The Puntledge River flow rate will be reduced to nine cubic metres per second from the current rate of 11.m3/s. Fish salvage crews were on site as the flow was reduced at key parts of the river.
“Anything lower than this level will begin to expose salmon eggs in the gravel,” the release says. “The one positive about having the river flows so low this fall is that salmon, like chum, which typically spawn after October 1, have spawned in areas near the middle of the river versus the entire riverbed so with our latest river flow reduction, those eggs should remain wetted.”
The water flow should be fine for fish habitat from the Comox Dam to the powerhouse, but from the powerhouse and down the water flow has a potential impact to fish habitat and the fish hatchery, which has a minimum fish habitat flow of 15.6 m3/s.
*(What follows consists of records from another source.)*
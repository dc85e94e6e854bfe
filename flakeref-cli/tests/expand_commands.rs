//! Integration tests for the expansion subcommands.

mod common;

use common::{TestEnv, REGISTRY_JSON};
use predicates::prelude::*;

#[test]
fn test_build_expands_package() {
    let env = TestEnv::new();
    env.command()
        .args(["--system", "x86_64-linux", "build", ".#hello"])
        .assert()
        .success()
        .stdout(predicate::str::contains("primary:  packages.x86_64-linux.hello"));
}

#[test]
fn test_build_empty_path_defaults() {
    let env = TestEnv::new();
    env.command()
        .args(["--system", "x86_64-linux", "build", "."])
        .assert()
        .success()
        .stdout(predicate::str::contains(
            "primary:  packages.x86_64-linux.default",
        ));
}

#[test]
fn test_run_has_fallback() {
    let env = TestEnv::new();
    env.command()
        .args([
            "--system",
            "x86_64-linux",
            "--format",
            "nix-args",
            "run",
            ".#hello",
        ])
        .assert()
        .success()
        .stdout(predicate::str::diff(
            ".#apps.x86_64-linux.hello\n.#packages.x86_64-linux.hello\n",
        ));
}

#[test]
fn test_develop_falls_back_to_packages() {
    let env = TestEnv::new();
    env.command()
        .args(["--system", "aarch64-darwin", "develop", "."])
        .assert()
        .success()
        .stdout(predicate::str::contains(
            "primary:  devShells.aarch64-darwin.default",
        ))
        .stdout(predicate::str::contains(
            "fallback: packages.aarch64-darwin.default",
        ));
}

#[test]
fn test_nixos_rebuild_skips_system() {
    let env = TestEnv::new();
    env.command()
        .args(["nixos-rebuild", ".#myhost"])
        .assert()
        .success()
        .stdout(predicate::str::contains(
            "primary:  nixosConfigurations.myhost",
        ));
}

#[test]
fn test_repl_is_identity() {
    let env = TestEnv::new();
    env.command()
        .args(["--format", "nix-args", "repl", ".#lib.strings"])
        .assert()
        .success()
        .stdout(predicate::str::diff(".#lib.strings\n"));
}

#[test]
fn test_repl_empty_path_stays_empty() {
    let env = TestEnv::new();
    env.command()
        .args(["--format", "nix-args", "repl", "."])
        .assert()
        .success()
        .stdout(predicate::str::diff(".\n"));
}

#[test]
fn test_missing_system_exit_code() {
    let env = TestEnv::new();
    env.command()
        .args(["build", ".#hello"])
        .assert()
        .failure()
        .code(4)
        .stderr(predicate::str::contains("system"));
}

#[test]
fn test_system_from_config_file() {
    let env = TestEnv::new();
    env.write_user_config("default_system: x86_64-linux\n");
    env.command()
        .args(["build", ".#hello"])
        .assert()
        .success()
        .stdout(predicate::str::contains("packages.x86_64-linux.hello"));
}

#[test]
fn test_project_config_overrides_user_config() {
    let env = TestEnv::new();
    env.write_user_config("default_system: x86_64-linux\n");
    env.write_project_config("default_system: aarch64-linux\n");
    env.command()
        .args(["build", ".#hello"])
        .assert()
        .success()
        .stdout(predicate::str::contains("packages.aarch64-linux.hello"));
}

#[test]
fn test_system_flag_overrides_config() {
    let env = TestEnv::new();
    env.write_user_config("default_system: x86_64-linux\n");
    env.command()
        .args(["--system", "riscv64-linux", "build", ".#hello"])
        .assert()
        .success()
        .stdout(predicate::str::contains("packages.riscv64-linux.hello"));
}

#[test]
fn test_malformed_reference_exit_code() {
    let env = TestEnv::new();
    env.command()
        .args(["--system", "x86_64-linux", "build", ".#a#b"])
        .assert()
        .failure()
        .code(2)
        .stderr(predicate::str::contains("malformed"));
}

#[test]
fn test_indirect_resolved_through_registry() {
    let env = TestEnv::new();
    let registry = env.write_registry(REGISTRY_JSON);
    env.command()
        .arg("--registry")
        .arg(&registry)
        .args(["--system", "x86_64-linux", "build", "nixpkgs#hello"])
        .assert()
        .success()
        .stdout(predicate::str::contains("locator:  github:NixOS/nixpkgs"));
}

#[test]
fn test_indirect_without_registry_passes_through() {
    let env = TestEnv::new();
    env.command()
        .args(["--system", "x86_64-linux", "build", "nixpkgs#hello"])
        .assert()
        .success()
        .stdout(predicate::str::contains("locator:  nixpkgs"));
}

#[test]
fn test_unknown_registry_entry_exit_code() {
    let env = TestEnv::new();
    let registry = env.write_registry(REGISTRY_JSON);
    env.command()
        .arg("--registry")
        .arg(&registry)
        .args(["--system", "x86_64-linux", "build", "no-such-flake#hello"])
        .assert()
        .failure()
        .code(1)
        .stderr(predicate::str::contains("no-such-flake"));
}

#[test]
fn test_json_format() {
    let env = TestEnv::new();
    let output = env
        .command()
        .args([
            "--system",
            "x86_64-linux",
            "--format",
            "json",
            "run",
            "github:NixOS/nixpkgs#cowsay",
        ])
        .assert()
        .success()
        .get_output()
        .stdout
        .clone();

    let value: serde_json::Value =
        serde_json::from_slice(&output).expect("stdout should be valid JSON");
    assert_eq!(value["locator"], "github:NixOS/nixpkgs");
    assert_eq!(value["primary"], "apps.x86_64-linux.cowsay");
    assert_eq!(value["fallback"], "packages.x86_64-linux.cowsay");
}

#[test]
fn test_quoted_segment_survives_expansion() {
    let env = TestEnv::new();
    env.command()
        .args([
            "--system",
            "x86_64-linux",
            "--format",
            "nix-args",
            "build",
            ".#\"with.dot\"",
        ])
        .assert()
        .success()
        .stdout(predicate::str::diff(
            ".#packages.x86_64-linux.\"with.dot\"\n",
        ));
}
The Comox Lake Reservoir is currently at at 130.98 metres, which is below the minimum operating level of 131 metres where it is considered full at 135.3 metres.
“With the unprecedented delay in the fall rains, the reservoir level has hovered around 131 metres and is forecasted to decline with the upcoming cold weather,” the release says.
Snowpack in the upper watershed is less than 25 per cent of what is considered normal for this time of year, though BC Hydro notes main snow accumulation generally occurs in December through March.
The Campbell River system is in a similar position.
BC Hydro is planning to reduce flow on Tuesday from 65 m3/s to 55 m3/s, which should not impact salmon eggs in the gravel.
“The forecasted water inflows into the watershed for this week are around 25 m3/s,” a release says. “We continue to lose available water storage. The Upper Campbell Reservoir/Buttle Lake is currently at 213.4 metres above sea level and slowly rising as we rebalance the reservoirs.”
The minimum reservoir level is at 212 metres.
BC Hydro says there is little flow moving below the Strathcona Dam, but downstream Campbell River flow requirements are being met from the Lower Campbell River reservoir.